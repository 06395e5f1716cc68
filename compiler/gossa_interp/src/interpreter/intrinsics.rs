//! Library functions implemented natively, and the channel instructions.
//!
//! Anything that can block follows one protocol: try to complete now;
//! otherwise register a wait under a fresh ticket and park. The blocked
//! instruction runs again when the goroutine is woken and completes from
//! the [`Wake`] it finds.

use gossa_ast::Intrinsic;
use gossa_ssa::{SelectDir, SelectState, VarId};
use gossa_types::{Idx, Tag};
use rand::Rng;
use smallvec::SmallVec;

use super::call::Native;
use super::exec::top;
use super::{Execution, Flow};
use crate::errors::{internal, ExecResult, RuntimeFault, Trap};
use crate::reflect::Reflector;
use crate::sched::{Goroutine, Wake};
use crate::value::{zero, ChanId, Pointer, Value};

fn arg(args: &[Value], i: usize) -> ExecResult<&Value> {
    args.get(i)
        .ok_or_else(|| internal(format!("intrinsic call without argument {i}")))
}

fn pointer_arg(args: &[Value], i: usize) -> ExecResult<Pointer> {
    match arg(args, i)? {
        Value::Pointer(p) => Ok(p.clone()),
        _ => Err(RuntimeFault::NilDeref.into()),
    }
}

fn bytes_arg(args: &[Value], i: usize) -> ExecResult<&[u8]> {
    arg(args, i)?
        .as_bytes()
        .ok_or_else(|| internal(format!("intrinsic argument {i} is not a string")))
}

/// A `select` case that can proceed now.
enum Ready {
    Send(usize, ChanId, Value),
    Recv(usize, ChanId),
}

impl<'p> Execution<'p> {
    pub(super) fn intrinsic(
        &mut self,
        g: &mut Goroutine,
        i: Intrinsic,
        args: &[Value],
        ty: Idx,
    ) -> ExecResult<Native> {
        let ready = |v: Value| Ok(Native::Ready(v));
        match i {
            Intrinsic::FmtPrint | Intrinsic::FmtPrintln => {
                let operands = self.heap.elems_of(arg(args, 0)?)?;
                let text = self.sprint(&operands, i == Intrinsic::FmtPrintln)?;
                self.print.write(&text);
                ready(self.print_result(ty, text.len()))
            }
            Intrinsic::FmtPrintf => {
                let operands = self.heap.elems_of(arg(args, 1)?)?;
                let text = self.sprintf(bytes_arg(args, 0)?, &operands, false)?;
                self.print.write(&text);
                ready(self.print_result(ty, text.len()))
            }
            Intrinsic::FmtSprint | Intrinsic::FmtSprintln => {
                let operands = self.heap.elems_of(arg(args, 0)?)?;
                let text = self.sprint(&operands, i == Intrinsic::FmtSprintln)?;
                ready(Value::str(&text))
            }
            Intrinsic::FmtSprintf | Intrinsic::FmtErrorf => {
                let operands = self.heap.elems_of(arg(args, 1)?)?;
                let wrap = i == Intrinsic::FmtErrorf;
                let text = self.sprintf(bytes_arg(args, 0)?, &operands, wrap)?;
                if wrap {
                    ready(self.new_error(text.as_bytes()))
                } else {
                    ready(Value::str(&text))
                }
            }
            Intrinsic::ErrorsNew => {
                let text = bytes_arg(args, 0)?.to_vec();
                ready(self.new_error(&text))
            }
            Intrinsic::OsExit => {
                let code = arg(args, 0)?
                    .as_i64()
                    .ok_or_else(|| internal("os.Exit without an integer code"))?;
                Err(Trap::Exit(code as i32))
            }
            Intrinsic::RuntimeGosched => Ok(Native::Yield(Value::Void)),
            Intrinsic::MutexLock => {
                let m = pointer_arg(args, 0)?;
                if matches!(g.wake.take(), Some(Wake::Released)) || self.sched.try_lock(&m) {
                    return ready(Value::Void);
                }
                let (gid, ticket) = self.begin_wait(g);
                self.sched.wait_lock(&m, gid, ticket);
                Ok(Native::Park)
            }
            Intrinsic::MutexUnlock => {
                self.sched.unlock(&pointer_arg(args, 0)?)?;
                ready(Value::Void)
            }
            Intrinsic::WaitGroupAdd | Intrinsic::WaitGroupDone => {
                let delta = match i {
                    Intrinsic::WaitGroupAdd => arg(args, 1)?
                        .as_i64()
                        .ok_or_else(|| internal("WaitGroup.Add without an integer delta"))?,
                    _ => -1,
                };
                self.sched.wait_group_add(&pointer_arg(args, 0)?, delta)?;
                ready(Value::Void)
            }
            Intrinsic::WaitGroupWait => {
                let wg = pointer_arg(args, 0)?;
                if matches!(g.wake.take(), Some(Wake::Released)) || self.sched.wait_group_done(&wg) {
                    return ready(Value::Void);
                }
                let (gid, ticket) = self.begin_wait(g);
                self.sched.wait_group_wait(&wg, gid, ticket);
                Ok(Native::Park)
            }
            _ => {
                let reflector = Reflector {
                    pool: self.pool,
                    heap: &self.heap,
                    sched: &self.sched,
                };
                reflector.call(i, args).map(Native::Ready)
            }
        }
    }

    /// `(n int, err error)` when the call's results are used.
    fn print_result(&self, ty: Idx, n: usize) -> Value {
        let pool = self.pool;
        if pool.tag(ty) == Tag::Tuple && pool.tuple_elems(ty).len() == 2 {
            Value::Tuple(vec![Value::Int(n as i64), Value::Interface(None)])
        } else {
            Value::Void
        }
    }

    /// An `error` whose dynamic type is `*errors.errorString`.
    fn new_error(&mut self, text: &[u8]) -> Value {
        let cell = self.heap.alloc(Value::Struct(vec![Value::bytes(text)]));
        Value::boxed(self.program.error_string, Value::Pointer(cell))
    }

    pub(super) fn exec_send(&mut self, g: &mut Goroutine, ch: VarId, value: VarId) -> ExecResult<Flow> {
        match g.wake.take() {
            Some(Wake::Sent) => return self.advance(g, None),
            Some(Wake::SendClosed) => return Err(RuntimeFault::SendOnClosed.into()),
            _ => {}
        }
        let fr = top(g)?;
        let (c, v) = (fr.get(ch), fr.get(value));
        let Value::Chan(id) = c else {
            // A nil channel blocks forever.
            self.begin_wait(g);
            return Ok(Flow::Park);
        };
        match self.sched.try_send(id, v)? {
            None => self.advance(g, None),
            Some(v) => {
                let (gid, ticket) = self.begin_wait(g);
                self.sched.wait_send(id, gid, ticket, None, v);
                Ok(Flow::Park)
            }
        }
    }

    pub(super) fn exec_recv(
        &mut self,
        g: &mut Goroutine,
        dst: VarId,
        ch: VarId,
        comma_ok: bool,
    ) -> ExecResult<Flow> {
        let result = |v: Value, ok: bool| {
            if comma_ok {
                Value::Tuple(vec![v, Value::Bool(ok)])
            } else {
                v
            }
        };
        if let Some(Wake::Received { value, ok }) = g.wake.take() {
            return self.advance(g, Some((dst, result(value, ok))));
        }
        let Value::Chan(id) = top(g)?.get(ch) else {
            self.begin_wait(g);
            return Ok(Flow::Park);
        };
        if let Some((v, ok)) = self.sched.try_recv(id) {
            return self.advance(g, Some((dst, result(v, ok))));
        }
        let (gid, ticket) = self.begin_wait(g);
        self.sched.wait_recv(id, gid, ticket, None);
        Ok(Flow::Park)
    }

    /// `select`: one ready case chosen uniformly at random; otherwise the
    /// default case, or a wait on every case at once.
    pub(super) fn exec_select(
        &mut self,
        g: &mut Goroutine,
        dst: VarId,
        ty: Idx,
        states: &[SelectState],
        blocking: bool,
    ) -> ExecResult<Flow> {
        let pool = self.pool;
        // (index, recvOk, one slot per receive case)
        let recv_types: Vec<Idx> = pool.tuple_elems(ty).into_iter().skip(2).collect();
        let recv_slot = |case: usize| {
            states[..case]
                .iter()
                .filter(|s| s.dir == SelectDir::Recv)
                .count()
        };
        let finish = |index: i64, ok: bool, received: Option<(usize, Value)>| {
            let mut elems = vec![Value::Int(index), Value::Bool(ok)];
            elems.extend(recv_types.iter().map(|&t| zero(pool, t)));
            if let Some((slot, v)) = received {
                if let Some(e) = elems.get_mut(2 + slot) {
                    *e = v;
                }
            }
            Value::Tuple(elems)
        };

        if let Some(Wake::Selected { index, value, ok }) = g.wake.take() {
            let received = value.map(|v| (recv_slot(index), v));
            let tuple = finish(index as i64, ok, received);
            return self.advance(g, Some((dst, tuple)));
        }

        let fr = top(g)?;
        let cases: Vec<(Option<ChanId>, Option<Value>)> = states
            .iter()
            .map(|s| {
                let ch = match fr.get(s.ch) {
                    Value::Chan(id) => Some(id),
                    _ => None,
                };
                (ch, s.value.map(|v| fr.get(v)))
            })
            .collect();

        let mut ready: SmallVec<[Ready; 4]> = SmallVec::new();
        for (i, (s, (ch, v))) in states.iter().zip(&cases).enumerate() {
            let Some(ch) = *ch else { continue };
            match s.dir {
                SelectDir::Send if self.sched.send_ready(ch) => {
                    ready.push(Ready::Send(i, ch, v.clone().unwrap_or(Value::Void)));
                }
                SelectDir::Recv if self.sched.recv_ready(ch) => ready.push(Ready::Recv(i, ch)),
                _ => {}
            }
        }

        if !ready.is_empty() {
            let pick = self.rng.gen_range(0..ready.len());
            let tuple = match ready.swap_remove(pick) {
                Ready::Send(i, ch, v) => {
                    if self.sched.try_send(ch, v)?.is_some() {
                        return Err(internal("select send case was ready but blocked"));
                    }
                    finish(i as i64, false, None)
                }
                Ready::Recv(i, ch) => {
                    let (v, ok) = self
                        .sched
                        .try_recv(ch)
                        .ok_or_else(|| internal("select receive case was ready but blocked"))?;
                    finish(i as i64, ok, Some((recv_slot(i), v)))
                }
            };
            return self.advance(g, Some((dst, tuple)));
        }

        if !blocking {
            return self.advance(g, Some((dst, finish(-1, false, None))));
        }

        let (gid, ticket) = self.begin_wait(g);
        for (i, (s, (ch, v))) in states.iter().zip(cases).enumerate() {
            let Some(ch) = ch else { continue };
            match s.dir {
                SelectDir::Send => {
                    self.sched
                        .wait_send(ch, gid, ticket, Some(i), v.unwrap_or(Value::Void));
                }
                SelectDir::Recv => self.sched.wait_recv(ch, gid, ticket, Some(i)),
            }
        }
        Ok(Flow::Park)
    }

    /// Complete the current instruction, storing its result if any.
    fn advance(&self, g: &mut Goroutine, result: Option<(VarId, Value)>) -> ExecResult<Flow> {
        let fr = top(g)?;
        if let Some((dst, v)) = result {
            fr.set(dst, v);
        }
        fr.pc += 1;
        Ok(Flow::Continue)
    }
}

---

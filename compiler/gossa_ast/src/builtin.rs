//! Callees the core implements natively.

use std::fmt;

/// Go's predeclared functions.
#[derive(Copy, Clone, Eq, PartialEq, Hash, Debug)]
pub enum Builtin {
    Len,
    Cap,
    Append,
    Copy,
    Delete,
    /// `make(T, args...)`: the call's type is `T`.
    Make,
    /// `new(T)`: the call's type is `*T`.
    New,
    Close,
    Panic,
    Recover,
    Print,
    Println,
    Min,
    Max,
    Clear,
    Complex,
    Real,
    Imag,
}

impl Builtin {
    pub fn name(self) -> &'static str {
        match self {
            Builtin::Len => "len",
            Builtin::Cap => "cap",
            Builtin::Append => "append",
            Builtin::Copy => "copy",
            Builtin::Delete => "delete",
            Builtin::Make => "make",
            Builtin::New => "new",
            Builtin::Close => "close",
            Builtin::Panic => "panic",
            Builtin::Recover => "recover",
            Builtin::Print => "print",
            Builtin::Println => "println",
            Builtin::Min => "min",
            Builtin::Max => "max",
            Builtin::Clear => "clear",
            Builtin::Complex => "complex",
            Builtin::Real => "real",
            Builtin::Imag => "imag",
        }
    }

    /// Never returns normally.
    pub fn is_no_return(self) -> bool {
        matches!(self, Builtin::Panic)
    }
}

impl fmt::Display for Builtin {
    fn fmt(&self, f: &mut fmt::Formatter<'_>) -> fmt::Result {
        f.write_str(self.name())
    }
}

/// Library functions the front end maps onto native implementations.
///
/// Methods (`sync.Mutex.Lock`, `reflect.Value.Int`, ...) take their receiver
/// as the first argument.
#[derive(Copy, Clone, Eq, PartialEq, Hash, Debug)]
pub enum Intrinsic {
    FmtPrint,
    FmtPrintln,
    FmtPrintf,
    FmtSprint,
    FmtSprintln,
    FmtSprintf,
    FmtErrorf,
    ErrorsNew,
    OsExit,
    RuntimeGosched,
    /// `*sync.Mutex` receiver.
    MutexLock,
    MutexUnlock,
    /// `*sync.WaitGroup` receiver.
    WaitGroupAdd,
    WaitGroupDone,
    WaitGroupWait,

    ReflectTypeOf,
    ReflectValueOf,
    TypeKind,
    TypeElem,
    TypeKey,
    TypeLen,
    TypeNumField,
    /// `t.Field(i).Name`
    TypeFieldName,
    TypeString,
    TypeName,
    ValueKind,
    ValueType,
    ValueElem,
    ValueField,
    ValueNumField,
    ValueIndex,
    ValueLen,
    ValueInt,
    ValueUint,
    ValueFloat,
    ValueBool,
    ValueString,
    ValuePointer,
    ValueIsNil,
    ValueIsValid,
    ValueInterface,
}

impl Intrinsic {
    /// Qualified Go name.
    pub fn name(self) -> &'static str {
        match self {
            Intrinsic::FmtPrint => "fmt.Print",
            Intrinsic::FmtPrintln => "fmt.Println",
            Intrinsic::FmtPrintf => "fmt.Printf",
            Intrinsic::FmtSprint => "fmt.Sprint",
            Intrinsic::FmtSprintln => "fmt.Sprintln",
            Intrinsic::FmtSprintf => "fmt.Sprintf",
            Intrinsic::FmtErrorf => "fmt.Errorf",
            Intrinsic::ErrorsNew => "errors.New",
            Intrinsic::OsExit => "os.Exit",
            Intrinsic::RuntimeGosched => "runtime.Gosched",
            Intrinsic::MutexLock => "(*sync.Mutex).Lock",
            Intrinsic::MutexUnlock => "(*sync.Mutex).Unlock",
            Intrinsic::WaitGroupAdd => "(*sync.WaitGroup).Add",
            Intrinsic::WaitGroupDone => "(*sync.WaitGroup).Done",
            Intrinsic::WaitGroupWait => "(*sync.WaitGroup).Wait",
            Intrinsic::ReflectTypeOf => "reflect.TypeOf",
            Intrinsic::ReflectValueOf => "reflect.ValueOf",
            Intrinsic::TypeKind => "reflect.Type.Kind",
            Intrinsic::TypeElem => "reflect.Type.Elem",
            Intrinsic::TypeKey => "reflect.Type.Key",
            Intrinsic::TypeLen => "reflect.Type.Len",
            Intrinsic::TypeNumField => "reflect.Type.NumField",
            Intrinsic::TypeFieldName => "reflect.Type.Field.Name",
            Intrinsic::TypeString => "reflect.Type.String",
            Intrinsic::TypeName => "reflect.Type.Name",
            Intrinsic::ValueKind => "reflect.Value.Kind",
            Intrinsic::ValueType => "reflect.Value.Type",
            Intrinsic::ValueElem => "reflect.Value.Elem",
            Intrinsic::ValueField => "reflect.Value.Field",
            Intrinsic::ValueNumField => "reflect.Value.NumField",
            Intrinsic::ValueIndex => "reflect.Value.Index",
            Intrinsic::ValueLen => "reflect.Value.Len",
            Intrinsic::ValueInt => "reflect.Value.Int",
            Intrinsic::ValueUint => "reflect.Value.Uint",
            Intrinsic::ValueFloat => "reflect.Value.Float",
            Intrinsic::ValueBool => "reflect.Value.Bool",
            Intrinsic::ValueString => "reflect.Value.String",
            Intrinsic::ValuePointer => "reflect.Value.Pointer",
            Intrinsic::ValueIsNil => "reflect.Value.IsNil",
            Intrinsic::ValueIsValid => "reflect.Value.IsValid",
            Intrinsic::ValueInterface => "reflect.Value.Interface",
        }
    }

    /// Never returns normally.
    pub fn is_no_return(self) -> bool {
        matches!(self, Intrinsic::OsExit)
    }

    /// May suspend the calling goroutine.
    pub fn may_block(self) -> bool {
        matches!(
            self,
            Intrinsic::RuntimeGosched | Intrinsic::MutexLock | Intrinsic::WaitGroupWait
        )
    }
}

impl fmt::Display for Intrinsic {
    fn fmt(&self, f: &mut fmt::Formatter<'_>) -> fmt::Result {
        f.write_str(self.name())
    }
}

---

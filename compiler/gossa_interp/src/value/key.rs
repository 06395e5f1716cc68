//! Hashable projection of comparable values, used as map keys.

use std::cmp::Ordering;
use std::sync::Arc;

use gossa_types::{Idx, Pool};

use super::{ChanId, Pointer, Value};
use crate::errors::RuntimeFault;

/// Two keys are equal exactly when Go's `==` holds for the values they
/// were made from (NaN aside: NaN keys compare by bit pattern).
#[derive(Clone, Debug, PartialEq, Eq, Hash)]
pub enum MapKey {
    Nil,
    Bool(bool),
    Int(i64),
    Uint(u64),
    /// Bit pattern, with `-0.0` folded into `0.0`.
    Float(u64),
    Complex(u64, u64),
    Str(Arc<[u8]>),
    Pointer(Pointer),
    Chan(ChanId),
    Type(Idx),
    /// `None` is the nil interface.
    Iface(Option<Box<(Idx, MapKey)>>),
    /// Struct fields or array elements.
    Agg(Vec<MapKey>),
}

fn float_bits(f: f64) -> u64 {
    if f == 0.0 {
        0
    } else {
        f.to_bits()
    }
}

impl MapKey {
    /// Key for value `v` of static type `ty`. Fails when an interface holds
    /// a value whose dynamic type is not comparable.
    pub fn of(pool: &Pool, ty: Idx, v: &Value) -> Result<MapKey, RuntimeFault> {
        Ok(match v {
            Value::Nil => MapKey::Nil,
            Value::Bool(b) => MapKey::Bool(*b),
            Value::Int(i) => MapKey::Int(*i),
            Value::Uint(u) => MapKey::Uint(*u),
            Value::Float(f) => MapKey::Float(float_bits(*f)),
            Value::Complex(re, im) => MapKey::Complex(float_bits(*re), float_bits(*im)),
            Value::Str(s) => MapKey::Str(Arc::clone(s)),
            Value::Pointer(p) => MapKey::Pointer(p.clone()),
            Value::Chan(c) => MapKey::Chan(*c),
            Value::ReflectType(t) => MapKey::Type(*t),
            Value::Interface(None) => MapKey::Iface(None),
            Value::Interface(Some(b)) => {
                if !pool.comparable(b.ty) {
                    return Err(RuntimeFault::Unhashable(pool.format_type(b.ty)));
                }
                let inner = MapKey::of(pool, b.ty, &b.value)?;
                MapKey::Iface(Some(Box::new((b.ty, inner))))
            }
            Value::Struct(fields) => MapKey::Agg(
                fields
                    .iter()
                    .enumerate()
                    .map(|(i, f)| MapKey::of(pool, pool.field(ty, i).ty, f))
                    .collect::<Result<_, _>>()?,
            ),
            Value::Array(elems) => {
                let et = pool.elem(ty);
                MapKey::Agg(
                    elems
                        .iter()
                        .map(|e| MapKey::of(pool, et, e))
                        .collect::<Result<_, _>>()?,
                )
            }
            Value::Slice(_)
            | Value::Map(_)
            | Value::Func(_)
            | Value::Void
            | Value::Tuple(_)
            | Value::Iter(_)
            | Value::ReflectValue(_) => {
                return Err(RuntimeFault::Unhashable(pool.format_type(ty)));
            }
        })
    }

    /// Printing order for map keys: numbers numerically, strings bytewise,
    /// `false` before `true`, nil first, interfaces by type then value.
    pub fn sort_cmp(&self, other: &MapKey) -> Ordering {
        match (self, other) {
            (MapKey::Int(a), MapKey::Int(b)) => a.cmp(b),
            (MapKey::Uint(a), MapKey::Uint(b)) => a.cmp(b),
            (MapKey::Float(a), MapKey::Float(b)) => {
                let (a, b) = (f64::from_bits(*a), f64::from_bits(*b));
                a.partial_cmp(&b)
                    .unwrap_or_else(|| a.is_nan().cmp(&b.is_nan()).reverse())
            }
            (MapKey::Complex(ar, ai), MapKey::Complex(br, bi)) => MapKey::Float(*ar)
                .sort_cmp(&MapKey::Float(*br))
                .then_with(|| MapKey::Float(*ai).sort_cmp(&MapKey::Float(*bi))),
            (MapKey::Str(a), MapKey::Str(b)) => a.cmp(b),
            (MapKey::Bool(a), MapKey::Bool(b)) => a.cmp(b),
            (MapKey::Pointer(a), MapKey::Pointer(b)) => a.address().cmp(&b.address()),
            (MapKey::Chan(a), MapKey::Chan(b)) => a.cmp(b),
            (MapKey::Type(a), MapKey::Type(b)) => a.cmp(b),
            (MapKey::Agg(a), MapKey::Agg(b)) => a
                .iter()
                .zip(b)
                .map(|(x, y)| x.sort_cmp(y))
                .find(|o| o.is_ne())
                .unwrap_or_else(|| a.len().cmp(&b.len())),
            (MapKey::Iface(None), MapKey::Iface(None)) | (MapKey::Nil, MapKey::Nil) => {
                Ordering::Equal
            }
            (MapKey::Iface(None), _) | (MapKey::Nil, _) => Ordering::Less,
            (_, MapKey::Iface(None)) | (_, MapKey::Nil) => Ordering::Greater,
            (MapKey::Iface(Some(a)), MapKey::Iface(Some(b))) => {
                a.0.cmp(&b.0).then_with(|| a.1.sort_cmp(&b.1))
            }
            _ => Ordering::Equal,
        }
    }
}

*Exercise description:* Using the data above, repeat exactly the lines that begin at the line with "pub fn sort_cmp(&self, other: &MapKey)" and end at the line with "(MapKey::Str(a), MapKey::Str(b)) =>", both ends included.

*Answer space:*
    pub fn sort_cmp(&self, other: &MapKey) -> Ordering {
        match (self, other) {
            (MapKey::Int(a), MapKey::Int(b)) => a.cmp(b),
            (MapKey::Uint(a), MapKey::Uint(b)) => a.cmp(b),
            (MapKey::Float(a), MapKey::Float(b)) => {
                let (a, b) = (f64::from_bits(*a), f64::from_bits(*b));
                a.partial_cmp(&b)
                    .unwrap_or_else(|| a.is_nan().cmp(&b.is_nan()).reverse())
            }
            (MapKey::Complex(ar, ai), MapKey::Complex(br, bi)) => MapKey::Float(*ar)
                .sort_cmp(&MapKey::Float(*br))
                .then_with(|| MapKey::Float(*ai).sort_cmp(&MapKey::Float(*bi))),
            (MapKey::Str(a), MapKey::Str(b)) => a.cmp(b),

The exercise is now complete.